Abstract
Computer-aided histological image classification systems are important for making objective and timely cancer diagnostic decisions. These systems use combinations of image features that quantify a variety of image properties. Because researchers tend to validate their diagnostic systems on specific cancer endpoints, it is difficult to predict which image features will perform well given a new cancer endpoint. In this paper, we define a comprehensive set of common image features (consisting of 12 distinct feature subsets) that quantify a variety of image properties. We use a data-mining approach to determine which feature subsets and image properties emerge as part of an “optimal” diagnostic model when applied to specific cancer endpoints. Our goal is to assess the performance of such comprehensive image feature sets for application to a wide variety of diagnostic problems. We perform this study on 12 endpoints including 6 renal tumor subtype endpoints and 6 renal cancer grade endpoints. Keywords-histology, image mining, computer-aided diagnosis
Section I. Introduction
Computer-aided histopathological analysis provides tools for quantitative and timely cancer diagnosis. As a result, the literature is rich with computer-aided diagnostic systems based on various image properties such as color, texture, topology, and shape. These systems employ different image features to capture image properties. The results of these systems suggest that some features work well for specific endpoints.

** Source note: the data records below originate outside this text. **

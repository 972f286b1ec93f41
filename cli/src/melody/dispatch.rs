use super::{render::RenderedAsset, MelodyError};
use std::{
    fs,
    io::{self, Write},
    path::{Path, PathBuf},
    sync::Arc,
    time::Duration,
};
use tempfile::NamedTempFile;
use tokio::{task::JoinHandle, time::sleep};
use tracing::{debug, info, warn};

/// How long a staged asset outlives the save that consumed it.
pub const RELEASE_DELAY: Duration = Duration::from_secs(1);

/// Final destination of a download.
pub trait SaveTarget: Send + Sync {
    /// Saves the staged file under `filename` and returns where it landed.
    fn save(&self, staged: &Path, filename: &str) -> io::Result<PathBuf>;
}

/// Copies downloads into a directory, creating it when missing.
#[derive(Debug, Clone)]
pub struct DirectoryTarget {
    dir: PathBuf,
}

impl DirectoryTarget {
    pub fn new(dir: impl Into<PathBuf>) -> Self {
        Self { dir: dir.into() }
    }

    pub fn dir(&self) -> &Path {
        &self.dir
    }
}

impl SaveTarget for DirectoryTarget {
    fn save(&self, staged: &Path, filename: &str) -> io::Result<PathBuf> {
        fs::create_dir_all(&self.dir)?;
        let target = self.dir.join(filename);
        fs::copy(staged, &target)?;
        Ok(target)
    }
}

#[derive(Debug)]
pub struct SavedDownload {
    path: PathBuf,
    release: JoinHandle<()>,
}

impl SavedDownload {
    pub fn path(&self) -> &Path {
        &self.path
    }

    /// Waits for the staged copy to be released.
    pub async fn released(self) -> PathBuf {
        if let Err(err) = self.release.await {
            warn!("staged download release did not complete: {err}");
        }
        self.path
    }
}

pub struct DownloadDispatcher {
    target: Arc<dyn SaveTarget>,
    release_delay: Duration,
}

impl DownloadDispatcher {
    pub fn new(target: Arc<dyn SaveTarget>) -> Self {
        Self { target, release_delay: RELEASE_DELAY }
    }

    pub fn with_release_delay(mut self, delay: Duration) -> Self {
        self.release_delay = delay;
        self
    }

    /// Stages the asset, issues exactly one save, then releases the staged
    /// copy after the release delay.
    pub async fn save(
        &self,
        asset: RenderedAsset,
        filename: &str,
    ) -> Result<SavedDownload, MelodyError> {
        let dispatch_error = |source: io::Error| MelodyError::Dispatch {
            filename: filename.to_string(),
            source,
        };
        if !is_bare_filename(filename) {
            return Err(dispatch_error(io::Error::new(
                io::ErrorKind::InvalidInput,
                "download name must be a plain file name",
            )));
        }

        let target = self.target.clone();
        let name = filename.to_string();
        let (staged, path) = tokio::task::spawn_blocking(move || -> io::Result<_> {
            let mut staged = tempfile::Builder::new().prefix("moodtone-").suffix(".wav").tempfile()?;
            staged.write_all(asset.bytes())?;
            staged.flush()?;
            debug!(staged = %staged.path().display(), "staged download");
            let path = target.save(staged.path(), &name)?;
            Ok((staged, path))
        })
        .await
        .map_err(|err| dispatch_error(io::Error::new(io::ErrorKind::Other, err)))?
        .map_err(dispatch_error)?;

        info!(path = %path.display(), "download saved");
        let release = tokio::spawn(release_later(staged, self.release_delay));
        Ok(SavedDownload { path, release })
    }
}

async fn release_later(staged: NamedTempFile, delay: Duration) {
    sleep(delay).await;
    let staged_path = staged.path().to_path_buf();
    match staged.close() {
        Ok(()) => debug!(staged = %staged_path.display(), "released staged download"),
        Err(err) => warn!("failed to release staged download {}: {err}", staged_path.display()),
    }
}

fn is_bare_filename(filename: &str) -> bool {
    !filename.trim().is_empty()
        && Path::new(filename).file_name().and_then(|name| name.to_str()) == Some(filename)
}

For example, multiwavelet [1] or fractal features [2] work well for prostate Gleason grading However, because of varying image properties and multiple features that capture the same image properties, it is unclear which set of features is optimal for new cancer endpoints. So far, research has focused on developing new innovative feature sets for specific cancer endpoints. However, little work has focused on developing a general model with a comprehensive list of features that can be applied to multiple endpoints [3]. In this paper, we develop a comprehensive system that consists of 12 feature subsets capturing different image properties. We evaluate the diagnostic performance of this comprehensive system on a variety of renal cancer endpoints. For each endpoint, specific feature subsets tend to emerge as part of the best-performing predictive models. Many of these emergent feature subsets for disease endpoints can be interpreted biologically. This suggests that such a comprehensive analysis can reveal biological clues for disease diagnosis.
Section II. Methods
A. Datasets
We perform this study on hematoxylin and eosin (H&E) stained histological RGB image datasets acquired from renal tumor tissue samples. In this study we use two separately acquired datasets (Figure 1). Dataset 1 includes subtype information and contains 48 images with 12 images of each subtype—chromophobe (CH), clear cell (CC), papillary (PA), and oncocytoma (ON). Dataset 2 includes information for Fuhrman grade and subtype. Its 58 images include 20, 17, 16, and 5 images of CH, CC, PA, and ON subtypes respectively. Excluding benign ON samples, among the remaining 53 images, 13, 13, 13, and 14 images are of grade 1 to 4, respectively. For the subtyping study, we combine all samples from both of the datasets. For grading, we consider malignant tumor images from dataset 2. Each sample image is about 1200×1600 pixels.
Figure 1.
Sample histological tissue images for four renal tumor subtypes (a–d) and four Fuhrman grades (e–f). Images in (a–d) are taken from dataset 1 and have no grade information available, while images in (e–f) are various grades of clear cell samples taken from dataset 2.
B. Image features
We crop 512×512 pixel non-overlapping, adjacent tiles from the central portion of each image sample. We extract features from each tile, and unless mentioned otherwise, we average features over all tiles to represent the sample. We extract a comprehensive set of 2671 features from each sample. This set includes 12 feature subsets extracted from different processed forms of the original sample images.
Table I lists the 12 feature subsets and their combination set (i.e., the All set). Figure 2 describes the flow of feature extraction, where green boxes represent different forms of the processed image while pink boxes represent feature subsets. We generate the “Normalized Sample Image” using a color map quantile normalization method [4]. For the “Color Quantized Image”, we quantize the color space using self-organizing maps [5], [6] with the following parameters: 64 levels, I-by-64 grid size, linear initialization along the greatest Eigen vector, and ‘rectangular’ lattice type. The “Stain Segmented Image” is a four-level grayscale image, where gray-levels of 1, 2, 3 and 4 correspond to nuclear, red-blood cells, cytoplasmic and glandular structures respectively. These structures correspond to distinct H&E color stains and we segment them using an automatic color segmentation method [4]. We then extract binary masks for “Nuclear”, “Cytoplasmic” and “Glandular” structures in the image based on segmentation labels. We further segment the nuclear clusters in the nuclear mask into individual nuclei to produce the “Segmented Nuclei” [7], [8].
TABLE I.
LIST OF FEATURE SUBSETS, THEIR ACRONYMS AND EATURE COUNTS.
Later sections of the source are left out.